Fig. 1: BBR increases high-glucose-dependent insulin secretion from pancreatic islets.

a Berberine (BBR) is a plant alkaloid isolated from the Coptidis rhizoma, the dried rhizome of Coptis chinensis. b Viability of the indicated cells incubated with different concentrations of BBR for 30 min. n = 5. c Mouse islets (15 islets per batch) were incubated with low (2.8 mM) or high (25 mM) glucose concentrations in the absence or presence of the indicated concentrations of BBR. The secreted insulin level in the supernatant was normalized to the corresponding insulin content of the islets. n = 5. P = 0.0417 for 5 μM BBR, P = 0.0297 for 25 μM BBR under 25 mM glucose concentration.
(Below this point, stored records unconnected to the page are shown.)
pub mod action;
pub mod limits;
pub mod middleware;
pub mod usage;

pub use action::ActionType;
pub use limits::{Limit, PlanLimits, SubscriptionPlan, Tier};
pub use middleware::{
    check_usage, extract_caller_from_headers, increment_usage, Caller, UsageErrorResponse,
};
pub use usage::{create_shared_store, SharedUsageStore, UsageError, UsageStatus};
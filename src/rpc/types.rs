use chrono::{DateTime, Utc};
use serde::{Deserialize, Serialize};

use crate::tier::{SubscriptionPlan, UsageStatus};

#[derive(Debug, Clone, Serialize, Deserialize)]
#[serde(rename_all = "camelCase")]
pub struct UsageRequest {
    pub action_type: String,
}

/// Body of a successful check or increment
#[derive(Debug, Clone, PartialEq, Serialize, Deserialize)]
#[serde(rename_all = "camelCase")]
pub struct UsagePayload {
    #[serde(flatten)]
    pub status: UsageStatus,
    #[serde(default, skip_serializing_if = "Option::is_none")]
    pub resets_at: Option<DateTime<Utc>>,
}

#[derive(Debug, Clone, Serialize, Deserialize)]
pub struct PlansResponse {
    pub plans: Vec<SubscriptionPlan>,
}

#[derive(Debug, Clone, Default, Serialize, Deserialize)]
#[serde(rename_all = "camelCase")]
pub struct RpcUsageParams {
    pub user_id: Option<String>,
    pub tier: Option<String>,
    pub action_type: Option<String>,
}

#[derive(Debug, Clone, Default, PartialEq, Serialize, Deserialize)]
#[serde(rename_all = "camelCase")]
pub struct AnalyticsEvent {
    pub session_id: String,
    pub event_type: String,
    #[serde(default, skip_serializing_if = "Option::is_none")]
    pub event_category: Option<String>,
    #[serde(default, skip_serializing_if = "Option::is_none")]
    pub event_data: Option<serde_json::Value>,
    #[serde(default, skip_serializing_if = "Option::is_none")]
    pub file_size: Option<u64>,
    /// Milliseconds
    #[serde(default, skip_serializing_if = "Option::is_none")]
    pub processing_time: Option<u64>,
    #[serde(default, skip_serializing_if = "Option::is_none")]
    pub format_from: Option<String>,
    #[serde(default, skip_serializing_if = "Option::is_none")]
    pub format_to: Option<String>,
    #[serde(default, skip_serializing_if = "Option::is_none")]
    pub quality: Option<String>,
    #[serde(default, skip_serializing_if = "Option::is_none")]
    pub success: Option<bool>,
    #[serde(default, skip_serializing_if = "Option::is_none")]
    pub error_message: Option<String>,
    pub timestamp: String,
}

#[derive(Debug, Clone, Serialize, Deserialize)]
pub struct TrackResponse {
    pub success: bool,
}

#[derive(Debug, Clone, Serialize, Deserialize)]
pub struct ErrorBody {
    pub error: String,
}
//! Caller identity extraction and quota error responses for axum

use axum::{
    http::{header::HeaderMap, StatusCode},
    response::{IntoResponse, Response},
    Json,
};
use serde::Serialize;

use super::action::ActionType;
use super::limits::Tier;
use super::usage::{SharedUsageStore, UsageError, UsageStatus, UsageStore};

pub const USER_HEADER: &str = "x-gartools-user";
pub const TIER_HEADER: &str = "x-gartools-tier";
pub const ANONYMOUS_USER: &str = "anonymous";

/// Who is asking, as established by the auth layer in front of the service
#[derive(Debug, Clone, PartialEq, Eq)]
pub struct Caller {
    pub user_id: String,
    pub tier: Tier,
}

impl Default for Caller {
    fn default() -> Self {
        Self {
            user_id: ANONYMOUS_USER.to_string(),
            tier: Tier::Free,
        }
    }
}

pub fn extract_caller_from_headers(headers: &HeaderMap) -> Caller {
    let user_id = headers
        .get(USER_HEADER)
        .and_then(|v| v.to_str().ok())
        .map(str::trim)
        .filter(|v| !v.is_empty())
        .unwrap_or(ANONYMOUS_USER)
        .to_string();

    let tier = headers
        .get(TIER_HEADER)
        .and_then(|v| v.to_str().ok())
        .map(Tier::from_name)
        .unwrap_or_default();

    Caller { user_id, tier }
}

#[derive(Debug, Serialize, Clone, Copy, PartialEq, Eq)]
#[serde(rename_all = "SCREAMING_SNAKE_CASE")]
pub enum UsageErrorCode {
    LimitReached,
    InvalidAction,
    Storage,
}

#[derive(Debug, Serialize)]
#[serde(rename_all = "camelCase")]
pub struct UsageErrorResponse {
    pub error: String,
    pub code: UsageErrorCode,
    #[serde(skip_serializing_if = "Option::is_none")]
    pub action_type: Option<ActionType>,
    #[serde(skip_serializing_if = "Option::is_none")]
    pub used: Option<u32>,
    #[serde(skip_serializing_if = "Option::is_none")]
    pub limit: Option<u32>,
    #[serde(skip_serializing_if = "Option::is_none")]
    pub resets_at: Option<String>,
    #[serde(skip_serializing_if = "Option::is_none")]
    pub upgrade_url: Option<String>,
}

impl UsageErrorResponse {
    pub const UPGRADE_URL: &'static str = "https://gartools.com/pricing";

    pub fn invalid_action(message: impl Into<String>) -> Self {
        Self {
            error: message.into(),
            code: UsageErrorCode::InvalidAction,
            action_type: None,
            used: None,
            limit: None,
            resets_at: None,
            upgrade_url: None,
        }
    }

    pub fn from_error(err: UsageError) -> Self {
        match err {
            UsageError::LimitReached {
                action,
                used,
                limit,
            } => Self {
                error: format!(
                    "Daily {} limit reached ({}/{}). Upgrade your plan for more.",
                    action, used, limit
                ),
                code: UsageErrorCode::LimitReached,
                action_type: Some(action),
                used: Some(used),
                limit: Some(limit),
                resets_at: Some(UsageStore::next_reset().to_rfc3339()),
                upgrade_url: Some(Self::UPGRADE_URL.to_string()),
            },
            other => {
                tracing::error!("Usage store failure: {}", other);
                Self {
                    error: "Failed to record usage".to_string(),
                    code: UsageErrorCode::Storage,
                    action_type: None,
                    used: None,
                    limit: None,
                    resets_at: None,
                    upgrade_url: None,
                }
            }
        }
    }

    pub fn status_code(&self) -> StatusCode {
        match self.code {
            UsageErrorCode::LimitReached => StatusCode::TOO_MANY_REQUESTS,
            UsageErrorCode::InvalidAction => StatusCode::BAD_REQUEST,
            UsageErrorCode::Storage => StatusCode::INTERNAL_SERVER_ERROR,
        }
    }
}

impl IntoResponse for UsageErrorResponse {
    fn into_response(self) -> Response {
        (self.status_code(), Json(self)).into_response()
    }
}

pub async fn check_usage(
    caller: &Caller,
    store: &SharedUsageStore,
    action: ActionType,
) -> UsageStatus {
    let store = store.read().await;
    store.check(&caller.user_id, caller.tier, action)
}

#[allow(clippy::result_large_err)]
pub async fn increment_usage(
    caller: &Caller,
    store: &SharedUsageStore,
    action: ActionType,
) -> Result<UsageStatus, UsageErrorResponse> {
    let mut store = store.write().await;
    store
        .increment(&caller.user_id, caller.tier, action)
        .map_err(UsageErrorResponse::from_error)
}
Statistical significance was assessed using one-way ANOVAs coupled with Dunnett’s post-hoc test (two-sided). d In the absence (control) or presence of 5 μM BBR, ~50 islets from male C57BL/6 J mice were perfused with a low (2.8 mM) glucose concentration for 10 min followed by a high (16.7 mM) glucose concentration for 30 min. The amount of insulin secreted was normalized to the total insulin content. First phase (0–5 min), second phase and total insulin secretion were calculated as the area under the curve (AUC). n = 4. P = 0.042 for first phase, P = 0.036 for total insulin secretion. Statistical significance was assessed using the Mann–Whitney U-test (two-sided). e Approximately 50 islets were perfused with a low (2.8 mM) glucose concentration for 10 min and then with a high (16.7 mM) glucose concentration for 120 min. Afterwards, during the continuous perfusion of 16.7 mM glucose, the islets were treated with 5 μM BBR or vehicle (control) for 20 min followed by 30 mM KCl, which served as the internal control for islet viability, for 30 min. The amount of insulin secreted was normalized to the total insulin content. The dotted box represents insulin secretion from islets stimulated with 5 μM BBR or vehicle under high (16.7 mM)-glucose conditions. n = 4. P = 0.029. Statistical significance was assessed using the Mann–Whitney U-test (two-sided). f, g Mice islets were treated with or without 5 μM BBR or BBR plus 1 μM glibenclamide (f) /100 μM verapamil (g) in the presence of 25 mM glucose for 30 min. Insulin secretion was normalized to that of the control group. n = 6. P = 0.042 for glucose, P = 0.015 for glucose plus glibenclamide in f. P = 0.025 for glucose, P = 0.171 for glucose plus verapamil in g Statistical significance was assessed using the Mann–Whitney U-test (two-sided). The values are presented as means ± s.e.m. *P < 0.05.